▶ ABOUT THIS EXERCISE: Reproduce the entries shown below only from the line with "pub(crate) mod context;" down to the line with "self.resolve(Resolution::Error(error));", keeping both end lines and copying each one exactly.

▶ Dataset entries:
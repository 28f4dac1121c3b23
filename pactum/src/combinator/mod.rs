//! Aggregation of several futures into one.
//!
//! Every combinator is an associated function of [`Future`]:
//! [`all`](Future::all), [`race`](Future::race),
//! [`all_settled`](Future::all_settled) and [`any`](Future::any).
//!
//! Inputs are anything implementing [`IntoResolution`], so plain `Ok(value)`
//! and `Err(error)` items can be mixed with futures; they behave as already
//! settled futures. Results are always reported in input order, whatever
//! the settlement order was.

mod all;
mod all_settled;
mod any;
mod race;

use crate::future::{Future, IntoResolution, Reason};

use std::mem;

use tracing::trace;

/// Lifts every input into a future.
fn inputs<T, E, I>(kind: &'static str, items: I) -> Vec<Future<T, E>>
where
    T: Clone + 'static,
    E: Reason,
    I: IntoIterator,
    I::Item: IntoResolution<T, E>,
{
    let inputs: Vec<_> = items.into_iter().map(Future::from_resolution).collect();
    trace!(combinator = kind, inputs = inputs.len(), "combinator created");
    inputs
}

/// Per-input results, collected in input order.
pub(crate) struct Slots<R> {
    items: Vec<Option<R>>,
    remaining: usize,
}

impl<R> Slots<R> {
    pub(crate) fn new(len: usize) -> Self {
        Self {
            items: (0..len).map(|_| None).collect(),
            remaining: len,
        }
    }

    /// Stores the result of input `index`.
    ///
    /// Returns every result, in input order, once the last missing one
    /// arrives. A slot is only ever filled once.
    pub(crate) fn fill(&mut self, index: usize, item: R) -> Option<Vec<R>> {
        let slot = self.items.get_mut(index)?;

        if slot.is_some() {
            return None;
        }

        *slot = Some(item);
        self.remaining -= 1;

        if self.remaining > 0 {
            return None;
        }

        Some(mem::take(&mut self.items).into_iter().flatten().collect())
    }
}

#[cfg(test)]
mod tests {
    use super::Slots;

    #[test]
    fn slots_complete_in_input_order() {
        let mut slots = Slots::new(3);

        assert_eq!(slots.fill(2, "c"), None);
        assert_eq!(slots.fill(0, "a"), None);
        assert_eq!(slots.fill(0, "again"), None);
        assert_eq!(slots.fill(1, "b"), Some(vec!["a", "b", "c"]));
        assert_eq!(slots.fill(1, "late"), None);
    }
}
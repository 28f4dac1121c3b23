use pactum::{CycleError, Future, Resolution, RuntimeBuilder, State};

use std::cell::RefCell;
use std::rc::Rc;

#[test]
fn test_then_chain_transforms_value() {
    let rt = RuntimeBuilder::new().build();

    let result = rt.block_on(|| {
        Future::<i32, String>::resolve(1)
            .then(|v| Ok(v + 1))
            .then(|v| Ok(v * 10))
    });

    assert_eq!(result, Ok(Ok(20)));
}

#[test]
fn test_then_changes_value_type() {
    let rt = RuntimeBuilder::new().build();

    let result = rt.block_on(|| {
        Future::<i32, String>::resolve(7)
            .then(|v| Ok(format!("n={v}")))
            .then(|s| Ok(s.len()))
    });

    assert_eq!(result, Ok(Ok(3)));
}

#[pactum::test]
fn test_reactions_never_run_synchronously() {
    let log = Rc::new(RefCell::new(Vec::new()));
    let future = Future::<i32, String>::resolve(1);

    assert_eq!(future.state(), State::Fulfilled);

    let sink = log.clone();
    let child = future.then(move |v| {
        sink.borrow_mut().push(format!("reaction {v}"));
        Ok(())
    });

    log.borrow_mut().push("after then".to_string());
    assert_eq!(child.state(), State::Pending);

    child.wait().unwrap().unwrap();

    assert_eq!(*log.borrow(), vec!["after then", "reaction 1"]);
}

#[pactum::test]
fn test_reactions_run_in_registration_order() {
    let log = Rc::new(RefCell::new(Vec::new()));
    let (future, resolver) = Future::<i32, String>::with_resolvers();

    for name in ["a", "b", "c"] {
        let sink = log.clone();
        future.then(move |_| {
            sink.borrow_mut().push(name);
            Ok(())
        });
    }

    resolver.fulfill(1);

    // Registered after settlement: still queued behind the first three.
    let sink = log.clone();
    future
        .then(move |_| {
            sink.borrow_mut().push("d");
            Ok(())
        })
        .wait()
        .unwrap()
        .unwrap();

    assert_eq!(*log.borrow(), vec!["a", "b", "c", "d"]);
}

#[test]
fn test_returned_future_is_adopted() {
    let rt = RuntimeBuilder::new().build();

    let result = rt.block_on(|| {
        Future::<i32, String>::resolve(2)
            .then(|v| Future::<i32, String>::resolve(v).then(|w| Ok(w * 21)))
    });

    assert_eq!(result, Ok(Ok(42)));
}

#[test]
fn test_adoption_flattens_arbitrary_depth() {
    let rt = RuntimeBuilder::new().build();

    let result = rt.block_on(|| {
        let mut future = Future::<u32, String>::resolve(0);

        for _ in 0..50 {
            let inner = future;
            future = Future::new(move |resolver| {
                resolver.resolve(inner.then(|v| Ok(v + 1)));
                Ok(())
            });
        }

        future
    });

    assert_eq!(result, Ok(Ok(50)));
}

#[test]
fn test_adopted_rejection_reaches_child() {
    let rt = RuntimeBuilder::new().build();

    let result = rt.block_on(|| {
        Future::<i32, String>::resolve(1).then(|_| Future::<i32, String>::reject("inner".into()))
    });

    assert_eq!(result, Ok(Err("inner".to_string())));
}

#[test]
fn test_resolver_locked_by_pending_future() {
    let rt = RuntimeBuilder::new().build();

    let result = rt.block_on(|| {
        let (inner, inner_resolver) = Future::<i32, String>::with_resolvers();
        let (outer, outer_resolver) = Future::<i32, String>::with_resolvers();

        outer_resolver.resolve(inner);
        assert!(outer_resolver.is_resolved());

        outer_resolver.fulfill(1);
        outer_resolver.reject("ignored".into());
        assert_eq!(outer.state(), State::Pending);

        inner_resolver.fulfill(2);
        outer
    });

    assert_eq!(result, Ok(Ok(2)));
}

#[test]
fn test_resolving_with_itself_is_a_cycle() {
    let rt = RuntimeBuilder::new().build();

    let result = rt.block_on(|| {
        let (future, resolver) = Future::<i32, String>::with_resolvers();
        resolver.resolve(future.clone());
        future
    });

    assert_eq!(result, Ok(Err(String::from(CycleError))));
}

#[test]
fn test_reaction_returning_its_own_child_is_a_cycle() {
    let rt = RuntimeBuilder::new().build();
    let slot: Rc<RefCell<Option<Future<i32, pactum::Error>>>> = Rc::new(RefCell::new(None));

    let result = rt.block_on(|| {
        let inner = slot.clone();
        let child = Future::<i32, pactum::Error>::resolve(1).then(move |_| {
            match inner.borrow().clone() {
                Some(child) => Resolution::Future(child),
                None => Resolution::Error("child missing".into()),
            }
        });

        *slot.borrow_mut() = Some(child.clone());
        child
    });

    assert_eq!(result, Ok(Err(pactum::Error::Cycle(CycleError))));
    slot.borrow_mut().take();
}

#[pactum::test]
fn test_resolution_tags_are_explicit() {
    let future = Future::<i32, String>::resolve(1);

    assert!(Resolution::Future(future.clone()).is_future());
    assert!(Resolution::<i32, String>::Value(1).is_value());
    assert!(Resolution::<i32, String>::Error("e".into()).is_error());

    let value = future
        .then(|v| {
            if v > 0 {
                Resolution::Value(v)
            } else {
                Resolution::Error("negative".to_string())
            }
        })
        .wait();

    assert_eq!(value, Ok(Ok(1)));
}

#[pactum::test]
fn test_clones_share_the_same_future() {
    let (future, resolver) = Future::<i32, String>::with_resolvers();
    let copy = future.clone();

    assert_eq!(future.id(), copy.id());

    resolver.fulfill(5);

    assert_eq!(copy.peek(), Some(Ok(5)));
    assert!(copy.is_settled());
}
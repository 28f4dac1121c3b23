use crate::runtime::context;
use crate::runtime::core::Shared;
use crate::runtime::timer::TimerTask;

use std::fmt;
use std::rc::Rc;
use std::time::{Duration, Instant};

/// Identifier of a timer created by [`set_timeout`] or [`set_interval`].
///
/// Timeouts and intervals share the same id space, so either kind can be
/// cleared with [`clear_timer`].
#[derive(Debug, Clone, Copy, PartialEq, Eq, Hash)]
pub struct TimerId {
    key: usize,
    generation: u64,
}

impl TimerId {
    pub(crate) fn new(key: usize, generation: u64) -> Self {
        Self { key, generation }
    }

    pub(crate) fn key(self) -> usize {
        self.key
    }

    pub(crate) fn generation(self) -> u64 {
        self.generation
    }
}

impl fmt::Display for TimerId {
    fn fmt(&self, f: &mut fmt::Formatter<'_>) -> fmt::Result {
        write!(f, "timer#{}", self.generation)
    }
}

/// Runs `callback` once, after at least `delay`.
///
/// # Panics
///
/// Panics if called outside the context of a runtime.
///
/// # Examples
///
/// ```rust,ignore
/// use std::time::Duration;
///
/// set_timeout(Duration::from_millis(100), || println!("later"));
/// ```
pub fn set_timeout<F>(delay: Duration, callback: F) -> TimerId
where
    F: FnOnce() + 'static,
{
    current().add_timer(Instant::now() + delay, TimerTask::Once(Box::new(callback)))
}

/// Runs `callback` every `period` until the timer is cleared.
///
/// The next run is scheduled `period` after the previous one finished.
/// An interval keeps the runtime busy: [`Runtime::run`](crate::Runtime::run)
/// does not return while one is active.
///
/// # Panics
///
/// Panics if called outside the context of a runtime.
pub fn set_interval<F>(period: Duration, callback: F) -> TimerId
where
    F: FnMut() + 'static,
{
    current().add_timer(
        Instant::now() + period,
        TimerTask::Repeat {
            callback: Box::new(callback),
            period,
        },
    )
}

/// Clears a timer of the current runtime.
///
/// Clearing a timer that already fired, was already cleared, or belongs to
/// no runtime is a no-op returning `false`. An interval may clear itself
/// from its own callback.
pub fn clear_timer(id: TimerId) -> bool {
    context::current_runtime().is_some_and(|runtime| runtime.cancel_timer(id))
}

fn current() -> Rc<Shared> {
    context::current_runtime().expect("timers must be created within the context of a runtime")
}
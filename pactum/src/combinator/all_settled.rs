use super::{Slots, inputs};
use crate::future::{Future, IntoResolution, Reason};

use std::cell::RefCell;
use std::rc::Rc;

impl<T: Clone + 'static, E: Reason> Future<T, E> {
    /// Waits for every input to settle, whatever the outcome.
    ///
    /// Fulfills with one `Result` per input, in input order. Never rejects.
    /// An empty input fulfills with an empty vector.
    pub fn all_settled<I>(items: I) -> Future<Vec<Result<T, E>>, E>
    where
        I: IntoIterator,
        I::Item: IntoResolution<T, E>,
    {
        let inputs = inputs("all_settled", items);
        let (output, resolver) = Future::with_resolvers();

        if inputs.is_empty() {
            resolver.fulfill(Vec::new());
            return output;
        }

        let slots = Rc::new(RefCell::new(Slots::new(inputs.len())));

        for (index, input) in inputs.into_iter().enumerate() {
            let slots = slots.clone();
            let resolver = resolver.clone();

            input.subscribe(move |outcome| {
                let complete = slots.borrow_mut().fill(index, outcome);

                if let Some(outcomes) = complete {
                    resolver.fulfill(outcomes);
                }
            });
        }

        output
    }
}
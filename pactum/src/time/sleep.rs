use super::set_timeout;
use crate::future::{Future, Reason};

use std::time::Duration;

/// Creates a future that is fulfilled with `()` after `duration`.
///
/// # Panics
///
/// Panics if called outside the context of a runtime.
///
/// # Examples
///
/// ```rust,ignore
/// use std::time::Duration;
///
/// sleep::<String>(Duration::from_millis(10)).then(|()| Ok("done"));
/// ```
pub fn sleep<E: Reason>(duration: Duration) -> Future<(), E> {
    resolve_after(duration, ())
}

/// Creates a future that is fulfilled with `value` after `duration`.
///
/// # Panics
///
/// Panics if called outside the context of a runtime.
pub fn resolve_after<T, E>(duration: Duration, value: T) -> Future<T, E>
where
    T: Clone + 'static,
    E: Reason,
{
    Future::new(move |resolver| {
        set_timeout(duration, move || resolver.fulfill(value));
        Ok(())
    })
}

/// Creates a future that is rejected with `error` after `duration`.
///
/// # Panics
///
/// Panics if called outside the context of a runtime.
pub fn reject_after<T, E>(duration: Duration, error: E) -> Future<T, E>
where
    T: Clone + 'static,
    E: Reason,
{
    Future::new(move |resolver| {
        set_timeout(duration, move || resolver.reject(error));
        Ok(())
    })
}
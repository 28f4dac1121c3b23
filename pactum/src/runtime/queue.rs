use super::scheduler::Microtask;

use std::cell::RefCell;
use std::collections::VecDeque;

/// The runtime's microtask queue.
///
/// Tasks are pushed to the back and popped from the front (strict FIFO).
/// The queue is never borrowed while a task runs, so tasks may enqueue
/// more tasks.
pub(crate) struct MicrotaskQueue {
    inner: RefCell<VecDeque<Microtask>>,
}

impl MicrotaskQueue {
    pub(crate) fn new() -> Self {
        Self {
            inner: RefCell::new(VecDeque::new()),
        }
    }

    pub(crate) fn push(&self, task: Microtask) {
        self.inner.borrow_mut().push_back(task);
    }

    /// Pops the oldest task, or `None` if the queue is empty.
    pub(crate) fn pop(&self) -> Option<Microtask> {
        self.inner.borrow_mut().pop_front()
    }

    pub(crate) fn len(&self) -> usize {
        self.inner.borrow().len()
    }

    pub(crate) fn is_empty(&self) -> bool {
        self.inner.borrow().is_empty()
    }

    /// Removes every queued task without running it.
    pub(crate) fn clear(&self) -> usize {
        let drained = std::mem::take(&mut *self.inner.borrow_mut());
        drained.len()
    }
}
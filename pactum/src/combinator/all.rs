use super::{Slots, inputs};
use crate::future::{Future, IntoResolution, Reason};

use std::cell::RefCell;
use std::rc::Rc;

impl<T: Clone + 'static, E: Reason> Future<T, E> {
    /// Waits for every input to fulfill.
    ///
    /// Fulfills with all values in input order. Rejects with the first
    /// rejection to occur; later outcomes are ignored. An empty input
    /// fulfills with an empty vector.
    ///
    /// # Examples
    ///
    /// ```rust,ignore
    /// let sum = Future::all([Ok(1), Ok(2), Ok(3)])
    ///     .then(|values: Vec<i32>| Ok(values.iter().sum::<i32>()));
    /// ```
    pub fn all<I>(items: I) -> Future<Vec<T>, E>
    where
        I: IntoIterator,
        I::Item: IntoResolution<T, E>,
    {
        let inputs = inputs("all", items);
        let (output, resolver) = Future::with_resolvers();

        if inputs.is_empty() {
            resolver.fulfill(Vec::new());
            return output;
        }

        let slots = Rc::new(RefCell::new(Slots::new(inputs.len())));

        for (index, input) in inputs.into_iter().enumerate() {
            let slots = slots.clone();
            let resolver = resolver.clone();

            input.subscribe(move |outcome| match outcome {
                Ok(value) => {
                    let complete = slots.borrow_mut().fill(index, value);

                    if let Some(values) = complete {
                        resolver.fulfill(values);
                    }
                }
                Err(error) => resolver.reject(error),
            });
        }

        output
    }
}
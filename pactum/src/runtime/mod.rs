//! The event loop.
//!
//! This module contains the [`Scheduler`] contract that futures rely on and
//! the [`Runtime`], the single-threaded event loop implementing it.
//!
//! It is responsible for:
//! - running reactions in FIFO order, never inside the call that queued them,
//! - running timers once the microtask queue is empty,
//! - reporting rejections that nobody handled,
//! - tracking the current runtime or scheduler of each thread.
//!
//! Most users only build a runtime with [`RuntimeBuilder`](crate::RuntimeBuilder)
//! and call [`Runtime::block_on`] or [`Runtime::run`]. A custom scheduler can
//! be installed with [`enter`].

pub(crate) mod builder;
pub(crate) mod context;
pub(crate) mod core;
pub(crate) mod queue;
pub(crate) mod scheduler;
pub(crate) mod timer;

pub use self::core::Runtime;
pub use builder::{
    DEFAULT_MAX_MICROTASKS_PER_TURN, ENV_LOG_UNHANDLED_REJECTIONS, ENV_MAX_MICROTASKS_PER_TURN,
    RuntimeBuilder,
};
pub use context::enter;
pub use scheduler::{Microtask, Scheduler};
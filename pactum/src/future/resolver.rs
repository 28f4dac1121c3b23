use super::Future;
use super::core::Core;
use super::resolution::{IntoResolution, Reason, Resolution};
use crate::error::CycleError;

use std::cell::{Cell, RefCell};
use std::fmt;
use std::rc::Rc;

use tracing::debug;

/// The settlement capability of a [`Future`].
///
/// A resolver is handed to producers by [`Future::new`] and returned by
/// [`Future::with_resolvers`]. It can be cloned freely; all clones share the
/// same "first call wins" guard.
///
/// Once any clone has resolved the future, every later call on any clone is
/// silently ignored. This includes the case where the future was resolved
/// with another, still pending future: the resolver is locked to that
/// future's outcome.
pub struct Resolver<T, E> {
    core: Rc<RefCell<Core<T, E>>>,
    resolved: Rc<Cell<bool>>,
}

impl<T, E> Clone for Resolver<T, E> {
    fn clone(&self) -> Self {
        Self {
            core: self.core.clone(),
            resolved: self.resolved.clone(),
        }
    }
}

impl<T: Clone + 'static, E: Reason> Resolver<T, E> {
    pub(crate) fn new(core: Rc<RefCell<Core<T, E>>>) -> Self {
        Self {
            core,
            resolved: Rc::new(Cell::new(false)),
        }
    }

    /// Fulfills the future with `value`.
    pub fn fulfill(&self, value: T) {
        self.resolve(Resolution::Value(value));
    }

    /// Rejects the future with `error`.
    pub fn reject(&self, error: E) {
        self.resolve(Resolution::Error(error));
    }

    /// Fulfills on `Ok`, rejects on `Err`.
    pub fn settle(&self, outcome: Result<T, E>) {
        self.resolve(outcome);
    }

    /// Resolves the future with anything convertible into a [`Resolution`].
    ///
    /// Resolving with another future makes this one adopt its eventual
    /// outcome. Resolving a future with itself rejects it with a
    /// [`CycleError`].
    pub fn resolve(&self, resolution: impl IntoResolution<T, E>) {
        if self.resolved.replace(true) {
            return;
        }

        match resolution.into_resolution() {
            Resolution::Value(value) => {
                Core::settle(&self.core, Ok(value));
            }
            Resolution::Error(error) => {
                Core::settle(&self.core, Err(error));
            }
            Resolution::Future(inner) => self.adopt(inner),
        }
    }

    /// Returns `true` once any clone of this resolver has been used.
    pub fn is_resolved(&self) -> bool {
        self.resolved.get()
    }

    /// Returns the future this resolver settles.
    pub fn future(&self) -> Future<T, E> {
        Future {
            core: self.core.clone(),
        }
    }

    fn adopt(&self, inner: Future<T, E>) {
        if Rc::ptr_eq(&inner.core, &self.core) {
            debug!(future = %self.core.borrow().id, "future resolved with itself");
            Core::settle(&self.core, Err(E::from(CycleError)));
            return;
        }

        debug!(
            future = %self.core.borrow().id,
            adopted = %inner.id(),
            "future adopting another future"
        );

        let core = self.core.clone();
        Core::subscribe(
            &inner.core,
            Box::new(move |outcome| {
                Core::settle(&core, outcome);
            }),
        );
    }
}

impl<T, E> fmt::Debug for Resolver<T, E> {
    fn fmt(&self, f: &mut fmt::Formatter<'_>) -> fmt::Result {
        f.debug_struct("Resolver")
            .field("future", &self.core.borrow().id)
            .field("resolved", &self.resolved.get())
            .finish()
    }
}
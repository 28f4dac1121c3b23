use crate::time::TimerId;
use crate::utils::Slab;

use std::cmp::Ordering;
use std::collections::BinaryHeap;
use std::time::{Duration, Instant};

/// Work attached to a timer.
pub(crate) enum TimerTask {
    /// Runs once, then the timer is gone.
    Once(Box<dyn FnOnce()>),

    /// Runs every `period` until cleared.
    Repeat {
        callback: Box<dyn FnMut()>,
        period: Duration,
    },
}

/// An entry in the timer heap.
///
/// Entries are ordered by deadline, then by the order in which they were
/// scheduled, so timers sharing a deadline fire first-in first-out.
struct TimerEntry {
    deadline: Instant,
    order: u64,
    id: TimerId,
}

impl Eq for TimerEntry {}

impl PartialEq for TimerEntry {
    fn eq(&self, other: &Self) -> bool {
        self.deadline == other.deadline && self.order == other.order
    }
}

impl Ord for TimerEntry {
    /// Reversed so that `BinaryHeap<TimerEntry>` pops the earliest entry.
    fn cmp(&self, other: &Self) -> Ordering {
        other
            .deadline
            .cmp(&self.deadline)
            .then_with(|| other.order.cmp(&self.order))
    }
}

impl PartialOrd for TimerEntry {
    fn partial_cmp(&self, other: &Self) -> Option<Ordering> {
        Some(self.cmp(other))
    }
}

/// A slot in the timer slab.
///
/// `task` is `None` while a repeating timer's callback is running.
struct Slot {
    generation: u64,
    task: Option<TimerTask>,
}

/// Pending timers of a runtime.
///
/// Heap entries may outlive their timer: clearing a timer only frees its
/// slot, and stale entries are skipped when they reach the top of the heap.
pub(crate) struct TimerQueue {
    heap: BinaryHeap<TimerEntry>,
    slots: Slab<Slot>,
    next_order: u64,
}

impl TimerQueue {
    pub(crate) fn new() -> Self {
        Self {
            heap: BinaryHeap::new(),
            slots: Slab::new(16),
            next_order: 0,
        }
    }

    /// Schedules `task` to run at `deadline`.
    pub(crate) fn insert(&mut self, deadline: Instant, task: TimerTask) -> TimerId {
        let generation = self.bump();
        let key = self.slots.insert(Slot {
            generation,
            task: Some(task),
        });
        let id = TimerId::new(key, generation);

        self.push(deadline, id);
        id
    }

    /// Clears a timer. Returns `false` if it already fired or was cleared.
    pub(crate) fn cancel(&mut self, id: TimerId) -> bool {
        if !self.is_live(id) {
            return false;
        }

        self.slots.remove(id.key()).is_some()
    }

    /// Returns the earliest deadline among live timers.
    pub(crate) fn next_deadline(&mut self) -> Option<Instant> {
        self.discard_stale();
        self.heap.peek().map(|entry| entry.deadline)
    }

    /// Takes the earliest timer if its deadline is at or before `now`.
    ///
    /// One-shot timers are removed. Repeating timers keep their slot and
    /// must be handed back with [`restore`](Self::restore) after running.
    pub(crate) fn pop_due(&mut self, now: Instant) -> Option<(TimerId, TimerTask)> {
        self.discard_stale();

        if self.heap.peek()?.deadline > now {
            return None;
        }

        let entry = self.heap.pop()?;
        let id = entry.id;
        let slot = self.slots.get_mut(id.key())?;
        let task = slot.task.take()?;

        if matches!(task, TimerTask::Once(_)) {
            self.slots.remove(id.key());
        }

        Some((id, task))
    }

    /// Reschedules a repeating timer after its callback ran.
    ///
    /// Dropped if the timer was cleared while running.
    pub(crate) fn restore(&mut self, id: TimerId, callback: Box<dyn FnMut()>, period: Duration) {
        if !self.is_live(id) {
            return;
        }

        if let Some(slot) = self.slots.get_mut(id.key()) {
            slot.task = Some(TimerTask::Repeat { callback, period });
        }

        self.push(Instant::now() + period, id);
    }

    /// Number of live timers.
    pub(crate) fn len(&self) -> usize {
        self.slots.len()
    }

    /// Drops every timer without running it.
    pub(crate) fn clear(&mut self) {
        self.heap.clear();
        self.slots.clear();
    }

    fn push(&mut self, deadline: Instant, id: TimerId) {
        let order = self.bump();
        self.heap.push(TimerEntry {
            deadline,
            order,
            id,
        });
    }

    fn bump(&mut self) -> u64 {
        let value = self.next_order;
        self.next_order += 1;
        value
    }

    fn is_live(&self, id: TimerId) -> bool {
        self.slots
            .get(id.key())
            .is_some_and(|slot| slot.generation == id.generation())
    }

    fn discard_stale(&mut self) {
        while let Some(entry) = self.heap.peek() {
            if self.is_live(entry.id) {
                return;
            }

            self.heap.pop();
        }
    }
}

▶ RESULT FOR THIS TASK:
pub(crate) mod context;
pub(crate) mod core;
pub(crate) mod queue;
pub(crate) mod scheduler;
pub(crate) mod timer;

pub use self::core::Runtime;
pub use builder::{
    DEFAULT_MAX_MICROTASKS_PER_TURN, ENV_LOG_UNHANDLED_REJECTIONS, ENV_MAX_MICROTASKS_PER_TURN,
    RuntimeBuilder,
};
pub use context::enter;
pub use scheduler::{Microtask, Scheduler};
filename pactum/src/future/resolver.rs
repository 28f4dac1121c3b23
use super::Future;
use super::core::Core;
use super::resolution::{IntoResolution, Reason, Resolution};
use crate::error::CycleError;

use std::cell::{Cell, RefCell};
use std::fmt;
use std::rc::Rc;

use tracing::debug;

/// The settlement capability of a [`Future`].
///
/// A resolver is handed to producers by [`Future::new`] and returned by
/// [`Future::with_resolvers`]. It can be cloned freely; all clones share the
/// same "first call wins" guard.
///
/// Once any clone has resolved the future, every later call on any clone is
/// silently ignored. This includes the case where the future was resolved
/// with another, still pending future: the resolver is locked to that
/// future's outcome.
pub struct Resolver<T, E> {
    core: Rc<RefCell<Core<T, E>>>,
    resolved: Rc<Cell<bool>>,
}

impl<T, E> Clone for Resolver<T, E> {
    fn clone(&self) -> Self {
        Self {
            core: self.core.clone(),
            resolved: self.resolved.clone(),
        }
    }
}

impl<T: Clone + 'static, E: Reason> Resolver<T, E> {
    pub(crate) fn new(core: Rc<RefCell<Core<T, E>>>) -> Self {
        Self {
            core,
            resolved: Rc::new(Cell::new(false)),
        }
    }

    /// Fulfills the future with `value`.
    pub fn fulfill(&self, value: T) {
        self.resolve(Resolution::Value(value));
    }

    /// Rejects the future with `error`.
    pub fn reject(&self, error: E) {
        self.resolve(Resolution::Error(error));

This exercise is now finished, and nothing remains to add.